How do you feel about hunger? Do you trust in its power? Having written one book on picky eating based solely on my mother’s wisdom, supplemented with a scanty amount of Internet-based research, I have spent and continue to spend a good bit of time thinking about hunger.

I have concluded that it is a very powerful force and that when a child gets hungry enough, he will eat, even foods that he has previously rejected. It is that assumption that is at the core of my advice to parents of picky eaters. I suspect that many of you share that same philosophy and recommend a strategy that is heavy on patience. Of course the problem lies in getting parents to adopt that attitude and accept the fact that if they just present a healthy diet and step back, hunger will eventually win, and the child will eat.

Dr. William G. Wilkoff

However, the devil is in the details. Have the parents set rules that will prevent the child from overdrinking? Have they really stopped talking about what the child, and everyone else in the family, is or isn’t eating? Are the parents setting good examples with their own eating habits and comments about food?
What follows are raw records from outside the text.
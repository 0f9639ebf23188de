mod support;

use std::time::Duration;

use scenario_core::modes::{ModeParams, ShareMode, TransportMode};
use scenario_core::zone_provider::ZoneProviderKind;
use scenario_core::{EngineConfig, ScenarioSource};
use scenario_sessions::session::MESSAGE_DONE;
use scenario_sessions::{SchedulerConfig, SessionStatus, SimulationManager};
use tokio::runtime::Handle;

use support::wait_until_settled;

fn manager(engine_config: EngineConfig) -> SimulationManager {
    SimulationManager::from_configs(&engine_config, &SchedulerConfig::default(), Handle::current())
}

#[tokio::test(flavor = "multi_thread", worker_threads = 2)]
async fn car_only_simulation_end_to_end() {
    let manager = manager(EngineConfig::default());
    assert_eq!(manager.get_status("s1").status, SessionStatus::Idle);

    manager.start_simulation("s1", "75056", 15.0, Some(ModeParams::only(&[TransportMode::Car])));
    let status = wait_until_settled(&manager, "s1", Duration::from_secs(30)).await;
    assert_eq!(status.status, SessionStatus::Ready);
    assert_eq!(status.progress, 100);
    assert_eq!(status.message, MESSAGE_DONE);
    assert!(status.error.is_none());

    let result = manager.get_data("s1").expect("ready session has data");
    assert_eq!(result.location, "fr-75056");
    assert!(!result.zones.is_empty());
    for zone in &result.zones {
        assert!((zone.shares.car - 1.0).abs() < 1e-9);
        for mode in ShareMode::ALL.into_iter().filter(|m| *m != ShareMode::Car) {
            assert_eq!(zone.shares.get(mode), 0.0);
        }
        assert_eq!(zone.shares.public_transport, 0.0);
    }
}

#[tokio::test(flavor = "multi_thread", worker_threads = 2)]
async fn unavailable_zone_model_still_completes_with_fallback() {
    let manager = manager(EngineConfig::default().with_zone_provider(ZoneProviderKind::Unavailable));
    manager.start_simulation("s1", "13055", 10.0, None);
    let status = wait_until_settled(&manager, "s1", Duration::from_secs(10)).await;

    assert_eq!(status.status, SessionStatus::Ready);
    let result = manager.get_data("s1").expect("data");
    assert_eq!(result.source, ScenarioSource::Fallback);
}

#[tokio::test(flavor = "multi_thread", worker_threads = 2)]
async fn sessions_share_cached_default_results_until_cleared() {
    let manager = manager(EngineConfig::default());
    for id in ["a", "b"] {
        manager
            .start_simulation(id, "69123", 5.0, None)
            .expect("spawned")
            .await
            .expect("task");
    }
    let a = manager.get_data("a").expect("a");
    let b = manager.get_data("b").expect("b");
    assert!(std::sync::Arc::ptr_eq(&a, &b));

    manager.clear_cache();
    manager
        .start_simulation("c", "69123", 5.0, None)
        .expect("spawned")
        .await
        .expect("task");
    let c = manager.get_data("c").expect("c");
    assert!(!std::sync::Arc::ptr_eq(&a, &c));
    assert_eq!(*a, *c);
}

#[tokio::test(flavor = "multi_thread", worker_threads = 2)]
async fn status_serializes_for_clients() {
    let manager = manager(EngineConfig::default());
    let json = serde_json::to_value(manager.get_status("fresh")).expect("serialize");
    assert_eq!(json["status"], "idle");
    assert_eq!(json["progress"], 0);
    assert!(json["error"].is_null());
}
Because 99% of my patient population have been healthy, I have always felt comfortable relying on the power of hunger to win the battle over picky eating. If properly managed, none of my patients was going to die or suffer permanent consequences from picky eating. However, I have always wondered whether hunger could be leveraged to safely manage selective eating in children with serious health problems. I have a suspicion that it would succeed, but luckily I have never been presented with a case to test my hunch.

I recently read a very personal account written by the mother of a child with severe congenital cardiac disease that supports my gut feeling that when carefully monitored, starvation can be an effective strategy in managing selective eating (“When Your Baby Won’t Eat,” by Virginia Sole-Smith, The New York Times Magazine, Feb. 4, 2016). Three surgeries in the first few months of life necessitated that the child be fed by gavage. Attempts at breastfeeding failed, as it often does in situations like this. Struggles with gavage tube placement at home became such an emotionally traumatic ordeal that eventually a gastrostomy tube was placed when the child was 6 months old.

The family was led to believe that an important window in the child’s oral development had closed as a result of interventions necessitated by the child’s cardiac malformations. Although she was neurologically and physically capable of eating, getting her to do so was going to require long-term behavior modification, and there was no guarantee that this approach would completely undo what bad luck and prior management strategies had created. She might never relate to food as a normal child does.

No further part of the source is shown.